Brightline West broke ground Monday on what will become the United States’ first high-speed rail system, which will connect Las Vegas to Southern California in two hours, or almost half the time as driving.
The 218-mile system will run electric trains capable of going 200 miles per hour in the middle of the I-15 corridor in one of the largest privately led infrastructure projects in the nation. The goal is to have the system fully operational in time for Los Angeles to host the Summer Olympic Games in 2028.
The project was recently awarded $3 billion from the federal government. The rest of the project will be privately funded and has received $3.5 billion in private activity bonds from the U.S. Department of Transportation.
“Partnering with state leaders and Brightline West, we’re writing a new chapter in our country’s transportation story that includes thousands of union jobs, new connections to better economic opportunity, less congestion on the roads, and less pollution in the air,” U.S. Transportation Secretary Pete Buttigieg said in a statement.
The system will have an 80,000-square-foot station near the Las Vegas Strip.
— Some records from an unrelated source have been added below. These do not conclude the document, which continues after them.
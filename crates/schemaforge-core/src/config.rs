//! Generator configuration.
//!
//! One [`GeneratorConfig`] is built (or deserialized) before a run and then
//! shared read-only by every component. Changing a strategy only affects
//! expressions produced afterwards.

use std::collections::BTreeMap;

use serde::{Deserialize, Serialize};
use sha2::{Digest, Sha256};

use crate::error::{Error, Result};

/// How `Decimal` fields are represented.
#[derive(Debug, Clone, Copy, PartialEq, Eq, Default, Serialize, Deserialize)]
#[serde(rename_all = "camelCase")]
pub enum DecimalMode {
    /// Regex-constrained string.
    String,
    /// Plain number; loses precision.
    Number,
    /// Instance of the arbitrary-precision decimal class.
    #[default]
    Decimal,
}

/// Decimal strategy and bounds.
#[derive(Debug, Clone, PartialEq, Eq, Serialize, Deserialize)]
#[serde(default, rename_all = "camelCase")]
pub struct DecimalConfig {
    pub mode: DecimalMode,
    /// Total number of digits.
    pub max_precision: Option<u32>,
    /// Digits after the decimal point.
    pub max_scale: Option<u32>,
    pub allow_negative: bool,
}

impl Default for DecimalConfig {
    fn default() -> Self {
        Self {
            mode: DecimalMode::default(),
            max_precision: None,
            max_scale: None,
            allow_negative: true,
        }
    }
}

/// How `DateTime` fields are represented.
#[derive(Debug, Clone, Copy, PartialEq, Eq, Default, Serialize, Deserialize)]
#[serde(rename_all = "camelCase")]
pub enum DateTimeStrategy {
    /// A date value (or date / ISO string union when not strict).
    #[default]
    Date,
    /// ISO-8601 string transformed into a date value.
    IsoString,
    /// Permissive coercion into a date value.
    Coerce,
}

/// Time zone policy applied to ISO date-time strings.
#[derive(Debug, Clone, Copy, PartialEq, Eq, Default, Serialize, Deserialize)]
#[serde(rename_all = "camelCase")]
pub enum TimezonePolicy {
    /// Any offset, or none.
    #[default]
    Any,
    /// Only `Z`-terminated UTC timestamps.
    RequireUtc,
}

/// Date-time strategy and bounds.
#[derive(Debug, Clone, PartialEq, Eq, Serialize, Deserialize)]
#[serde(default, rename_all = "camelCase")]
pub struct DateTimeConfig {
    pub strategy: DateTimeStrategy,
    /// Strict mode accepts date values only; bounds are enforced.
    pub strict: bool,
    /// Inclusive lower bound (ISO-8601).
    pub min: Option<String>,
    /// Inclusive upper bound (ISO-8601).
    pub max: Option<String>,
    pub allow_future: bool,
    pub allow_past: bool,
    pub timezone: TimezonePolicy,
}

impl Default for DateTimeConfig {
    fn default() -> Self {
        Self {
            strategy: DateTimeStrategy::default(),
            strict: true,
            min: None,
            max: None,
            allow_future: true,
            allow_past: true,
            timezone: TimezonePolicy::default(),
        }
    }
}

/// How `Json` fields are represented.
#[derive(Debug, Clone, Copy, PartialEq, Eq, Default, Serialize, Deserialize)]
#[serde(rename_all = "camelCase")]
pub enum JsonMode {
    #[default]
    Unknown,
    /// Keyed record of unknown values.
    Record,
    /// Fully permissive.
    Any,
}

/// JSON strategy and structural limits.
#[derive(Debug, Clone, PartialEq, Eq, Serialize, Deserialize)]
#[serde(default, rename_all = "camelCase")]
pub struct JsonConfig {
    pub mode: JsonMode,
    pub allow_null: bool,
    /// Maximum nesting depth of objects and arrays.
    pub max_depth: Option<u32>,
    /// Maximum length of the serialized value.
    pub max_length: Option<u64>,
}

impl Default for JsonConfig {
    fn default() -> Self {
        Self {
            mode: JsonMode::default(),
            allow_null: true,
            max_depth: None,
            max_length: None,
        }
    }
}

/// How `Bytes` fields are represented.
#[derive(Debug, Clone, Copy, PartialEq, Eq, Default, Serialize, Deserialize)]
#[serde(rename_all = "camelCase")]
pub enum BytesRepresentation {
    /// Base64-encoded string.
    #[default]
    Base64,
    /// Raw binary buffer.
    Binary,
}

/// Largest accepted byte bound; its base64 length still fits in a `u64`.
pub const MAX_BYTES_SIZE: u64 = u64::MAX / 4;

/// Bytes strategy and size policy.
#[derive(Debug, Clone, Default, PartialEq, Eq, Serialize, Deserialize)]
#[serde(default, rename_all = "camelCase")]
pub struct BytesConfig {
    pub representation: BytesRepresentation,
    /// Minimum decoded size in bytes.
    pub min_size: Option<u64>,
    /// Maximum decoded size in bytes.
    pub max_size: Option<u64>,
    /// Documented only; no content sniffing happens.
    pub allowed_mime_types: Vec<String>,
}

/// Date-time format under JSON-Schema-compatible output.
#[derive(Debug, Clone, Copy, PartialEq, Eq, Default, Serialize, Deserialize)]
pub enum JsonSchemaDateFormat {
    #[serde(rename = "date")]
    Date,
    #[default]
    #[serde(rename = "date-time")]
    DateTime,
}

/// Big-integer format under JSON-Schema-compatible output.
#[derive(Debug, Clone, Copy, PartialEq, Eq, Default, Serialize, Deserialize)]
#[serde(rename_all = "camelCase")]
pub enum BigIntFormat {
    #[default]
    String,
    Number,
}

/// Bytes format under JSON-Schema-compatible output.
#[derive(Debug, Clone, Copy, PartialEq, Eq, Default, Serialize, Deserialize)]
#[serde(rename_all = "camelCase")]
pub enum BytesFormat {
    #[default]
    Base64,
    Hex,
}

/// JSON-Schema-compatible output: no transforms, no class instances.
#[derive(Debug, Clone, Default, PartialEq, Eq, Serialize, Deserialize)]
#[serde(default, rename_all = "camelCase")]
pub struct JsonSchemaCompat {
    pub enabled: bool,
    pub date_time_format: JsonSchemaDateFormat,
    pub big_int_format: BigIntFormat,
    pub bytes_format: BytesFormat,
}

/// Modifier used for fields the schema marks optional.
#[derive(Debug, Clone, Copy, PartialEq, Eq, Default, Serialize, Deserialize)]
#[serde(rename_all = "camelCase")]
pub enum OptionalFieldBehavior {
    #[default]
    Optional,
    Nullable,
    Nullish,
}

impl OptionalFieldBehavior {
    /// Name of the chained modifier.
    #[must_use]
    pub const fn modifier_name(&self) -> &'static str {
        match self {
            OptionalFieldBehavior::Optional => "optional",
            OptionalFieldBehavior::Nullable => "nullable",
            OptionalFieldBehavior::Nullish => "nullish",
        }
    }
}

/// Database provider tag. Only affects informational notes.
#[derive(Debug, Clone, Copy, PartialEq, Eq, Default, Serialize, Deserialize)]
#[serde(rename_all = "lowercase")]
pub enum DatabaseProvider {
    #[default]
    Postgresql,
    Mysql,
    Sqlite,
    Sqlserver,
    Mongodb,
    Cockroachdb,
}

impl DatabaseProvider {
    /// Display name.
    #[must_use]
    pub const fn display_name(&self) -> &'static str {
        match self {
            DatabaseProvider::Postgresql => "PostgreSQL",
            DatabaseProvider::Mysql => "MySQL",
            DatabaseProvider::Sqlite => "SQLite",
            DatabaseProvider::Sqlserver => "SQL Server",
            DatabaseProvider::Mongodb => "MongoDB",
            DatabaseProvider::Cockroachdb => "CockroachDB",
        }
    }
}

/// Version of the target expression language.
#[derive(Debug, Clone, Copy, PartialEq, Eq, Default, Serialize, Deserialize)]
#[serde(rename_all = "lowercase")]
pub enum TargetVersion {
    V3,
    #[default]
    V4,
}

impl TargetVersion {
    /// Key used for custom error messages in builder parameters.
    #[must_use]
    pub const fn message_key(&self) -> &'static str {
        match self {
            TargetVersion::V3 => "message",
            TargetVersion::V4 => "error",
        }
    }

    /// Builder call producing an ISO-8601 date-time string validator.
    #[must_use]
    pub const fn iso_datetime_call(&self) -> &'static str {
        match self {
            TargetVersion::V3 => "z.string().datetime",
            TargetVersion::V4 => "z.iso.datetime",
        }
    }
}

/// Process-wide configuration for one generation run.
#[derive(Debug, Clone, PartialEq, Eq, Serialize, Deserialize)]
#[serde(default, rename_all = "camelCase")]
pub struct GeneratorConfig {
    pub decimal: DecimalConfig,
    pub date_time: DateTimeConfig,
    pub json: JsonConfig,
    pub bytes: BytesConfig,
    pub json_schema: JsonSchemaCompat,
    pub optional_field_behavior: OptionalFieldBehavior,
    pub provider: DatabaseProvider,
    /// When false, relation fields are left out ("pure" generation).
    pub include_relations: bool,
    pub target: TargetVersion,
    /// Suppress documentation and statistics in rendered output.
    pub lean: bool,
    /// Emit the legacy value alias next to the schema symbol.
    pub legacy_aliases: bool,
    /// Attach provider-specific informational notes.
    pub database_validation: bool,
    /// Emit the file-level documentation header.
    pub file_header: bool,
    /// Expressions for custom scalar type names.
    pub custom_type_mappings: BTreeMap<String, String>,
}

impl Default for GeneratorConfig {
    fn default() -> Self {
        Self {
            decimal: DecimalConfig::default(),
            date_time: DateTimeConfig::default(),
            json: JsonConfig::default(),
            bytes: BytesConfig::default(),
            json_schema: JsonSchemaCompat::default(),
            optional_field_behavior: OptionalFieldBehavior::default(),
            provider: DatabaseProvider::default(),
            include_relations: true,
            target: TargetVersion::default(),
            lean: false,
            legacy_aliases: true,
            database_validation: false,
            file_header: true,
            custom_type_mappings: BTreeMap::new(),
        }
    }
}

impl GeneratorConfig {
    /// Create a configuration with default strategies.
    pub fn new() -> Self {
        Self::default()
    }

    /// Deserialize from a JSON document and validate it.
    pub fn from_json_str(json: &str) -> Result<Self> {
        let config: Self = serde_json::from_str(json)?;
        config.validate()?;
        Ok(config)
    }

    /// Set the decimal strategy.
    #[must_use]
    pub fn decimal(mut self, decimal: DecimalConfig) -> Self {
        self.decimal = decimal;
        self
    }

    /// Set the date-time strategy.
    #[must_use]
    pub fn date_time(mut self, date_time: DateTimeConfig) -> Self {
        self.date_time = date_time;
        self
    }

    /// Set the JSON strategy.
    #[must_use]
    pub fn json(mut self, json: JsonConfig) -> Self {
        self.json = json;
        self
    }

    /// Set the bytes strategy.
    #[must_use]
    pub fn bytes(mut self, bytes: BytesConfig) -> Self {
        self.bytes = bytes;
        self
    }

    /// Set the JSON-Schema-compatibility options.
    #[must_use]
    pub fn json_schema(mut self, json_schema: JsonSchemaCompat) -> Self {
        self.json_schema = json_schema;
        self
    }

    /// Set the modifier used for schema-optional fields.
    #[must_use]
    pub fn optional_field_behavior(mut self, behavior: OptionalFieldBehavior) -> Self {
        self.optional_field_behavior = behavior;
        self
    }

    /// Set the database provider.
    #[must_use]
    pub fn provider(mut self, provider: DatabaseProvider) -> Self {
        self.provider = provider;
        self
    }

    /// Include or drop relation fields.
    #[must_use]
    pub fn include_relations(mut self, value: bool) -> Self {
        self.include_relations = value;
        self
    }

    /// Set the target expression-language version.
    #[must_use]
    pub fn target(mut self, target: TargetVersion) -> Self {
        self.target = target;
        self
    }

    /// Enable or disable lean rendering.
    #[must_use]
    pub fn lean(mut self, value: bool) -> Self {
        self.lean = value;
        self
    }

    /// Enable or disable the legacy alias export.
    #[must_use]
    pub fn legacy_aliases(mut self, value: bool) -> Self {
        self.legacy_aliases = value;
        self
    }

    /// Enable or disable database-specific notes.
    #[must_use]
    pub fn database_validation(mut self, value: bool) -> Self {
        self.database_validation = value;
        self
    }

    /// Map a custom scalar type name to an expression.
    #[must_use]
    pub fn custom_type(
        mut self,
        type_name: impl Into<String>,
        expression: impl Into<String>,
    ) -> Self {
        self.custom_type_mappings
            .insert(type_name.into(), expression.into());
        self
    }

    /// Permissive expression used whenever a field degrades.
    #[must_use]
    pub fn fallback_expression(&self) -> &'static str {
        if self.json_schema.enabled {
            "z.any"
        } else {
            "z.unknown"
        }
    }

    /// Reject internally inconsistent settings.
    pub fn validate(&self) -> Result<()> {
        if let (Some(precision), Some(scale)) =
            (self.decimal.max_precision, self.decimal.max_scale)
        {
            if scale > precision {
                return Err(Error::Config(format!(
                    "decimal maxScale ({scale}) exceeds maxPrecision ({precision})"
                )));
            }
        }
        if self.decimal.max_precision == Some(0) {
            return Err(Error::Config("decimal maxPrecision must be positive".to_string()));
        }
        for (label, size) in [
            ("minSize", self.bytes.min_size),
            ("maxSize", self.bytes.max_size),
        ] {
            if let Some(size) = size.filter(|s| *s > MAX_BYTES_SIZE) {
                return Err(Error::Config(format!(
                    "bytes {label} ({size}) exceeds the supported maximum ({MAX_BYTES_SIZE})"
                )));
            }
        }
        if let (Some(min), Some(max)) = (self.bytes.min_size, self.bytes.max_size) {
            if min > max {
                return Err(Error::Config(format!("bytes minSize ({min}) exceeds maxSize ({max})")));
            }
        }
        if self.json.max_depth == Some(0) {
            return Err(Error::Config("json maxDepth must be positive".to_string()));
        }
        if !self.date_time.allow_future && !self.date_time.allow_past {
            return Err(Error::Config(
                "dateTime cannot disallow both future and past values".to_string(),
            ));
        }
        for (type_name, expression) in &self.custom_type_mappings {
            if expression.trim().is_empty() {
                return Err(Error::Config(format!(
                    "custom type mapping for `{type_name}` is empty"
                )));
            }
        }
        Ok(())
    }

    /// Stable fingerprint over the active configuration.
    ///
    /// SHA-256 of the canonical JSON serialization, truncated to 16 hex
    /// characters. Map-valued settings are ordered, so equal configurations
    /// always hash equally.
    #[must_use]
    pub fn fingerprint(&self) -> String {
        match serde_json::to_vec(self) {
            Ok(bytes) => {
                let digest = Sha256::digest(&bytes);
                hex::encode(&digest[..8])
            }
            Err(e) => {
                tracing::warn!(error = %e, "Configuration could not be serialized for fingerprinting");
                "0000000000000000".to_string()
            }
        }
    }
}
A 20,000-square-foot station will be on a 300-acre parcel in Victor Valley in San Bernardino County. It is intended to be a connection to the High Desert Corridor and California High Speed Rail, other planned rail systems that will include bullet trains.
Other stops will be in Hesperia, Calif., and at an 80,000-square-foot station in Rancho Cucamonga, Calif. That last stop is on a 5-acre property at the northwest corner of Milliken Avenue and Azusa Court near the Ontario International Airport. It will connect to California Metrolink, which connects to Downtown L.A. about 40 miles west, and other locations in L.A., Orange, San Bernardino and Riverside counties.
Additionally, a 200,000-square-foot building located on 238 acres in Sloan, Nev., will be a base for daily maintenance and staging of trains. A second staging area and facility will be next to the Victor Valley station.
Brightline said the $12 billion investment will create more than $10 billion in economic impact for Nevada and California, and will generate more than 35,000 jobs.